March is Endometriosis Awareness Month so I will be dedicating the month of March to exploring Endometriosis in more detail.
And I would highly recommend that anyone who is of menstruating age listen to these. Whilst they will be centred around Endometriosis, the information both my guests and I have to offer will most certainly help my menstruating listeners have periods that come and go with relatively few symptoms.

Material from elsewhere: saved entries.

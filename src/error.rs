//! Error taxonomy for the crate.
//!
//! One enum, one `thiserror` derive, `From` impls at the boundaries the
//! crate actually crosses — the same shape as the teacher's hand-rolled
//! `Error(String)`, but structured and chaining through `source()`.

use std::io;
use std::path::PathBuf;

#[derive(Debug, thiserror::Error)]
pub enum Error {
    #[error("I/O error for '{}': {source}", path.display())]
    Io { path: PathBuf, source: io::Error },

    #[error("'{}' is not a valid target file", path.display())]
    InvalidTarget { path: PathBuf },

    /// Describes the same "recognized key, unparseable value" failure that
    /// [`crate::properties::PropertyMap::bogus`] records per-entry; never
    /// actually constructed by `resolve` or the CLI, since a bogus value is
    /// not fatal and the property map already carries it for callers to
    /// inspect. Kept in the taxonomy for callers that want to represent the
    /// same failure as an `Error`, e.g. when validating a single key/value
    /// pair outside of a full resolve.
    #[error("bogus value for '{key}': '{value}' ({reason})")]
    Bogus {
        key: String,
        value: String,
        reason: &'static str,
    },
}

impl Error {
    pub(crate) fn io(path: impl Into<PathBuf>, source: io::Error) -> Error {
        Error::Io {
            path: path.into(),
            source,
        }
    }
}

In todays episode I am going solo as I really wanted to shake off the idea that Endometriosis is a hormonal condition and start to explore the immune dysfunction and chronic inflammatory state that Endometriosis really is.
In this chat I talk about
What is Endometriosis + it’s symptoms
- How the immune system dysfunction plays a role in Endometriosis
- What is driving the inflammation
- Why we often see gut conditions with Endometriosis – hello Endo Belly
- Where hormones play their role in Endometriosis
- Ways of treating the underlying immune dysfunction
If you want to dive more into SBIO or Leaky Gut I suggest checking out these episodes
- In episode 15 I dived into SIBO – small intestinal bacteria overgrowth which is not only an underlying driver of dysbiosis
- In episode 16 I explore Leaky Gut in more detail and how it can activate the immune system
And get your hands on the Unique Timing Tracker – it will be your super power!
Listen To The Episode
If listening to Find Your Hum has left you… well… humming! I’d be super grateful if you could leave a review.
I promise you it’s super quick, easy and you literally only have to right a sentence. Of course even more love will be coming your way if you say nice things.
Quotes that made me hum…
We really need to look at endo for what it is – whole-body inflammation, with a heightened immune response and microbial influences.
Endo is affected by oestrogen but not caused by it. This means that hormonal treatments either medical (the contraceptive pill or injections) or natural (hormone modulating herbs) can relieve symptoms but do little for the actual endometriosis.
A high level of gram-negative bacteria is common within the pelvic region of women with endometriosis. This bacteria is mainly e-coli.
So rather than painting oestrogen out to be the bad guy here what we need to do is address the immune function so we aren’t as sensitive to oestrogen and can enjoy the normal oestrogen fluctuations over the course of our cycle.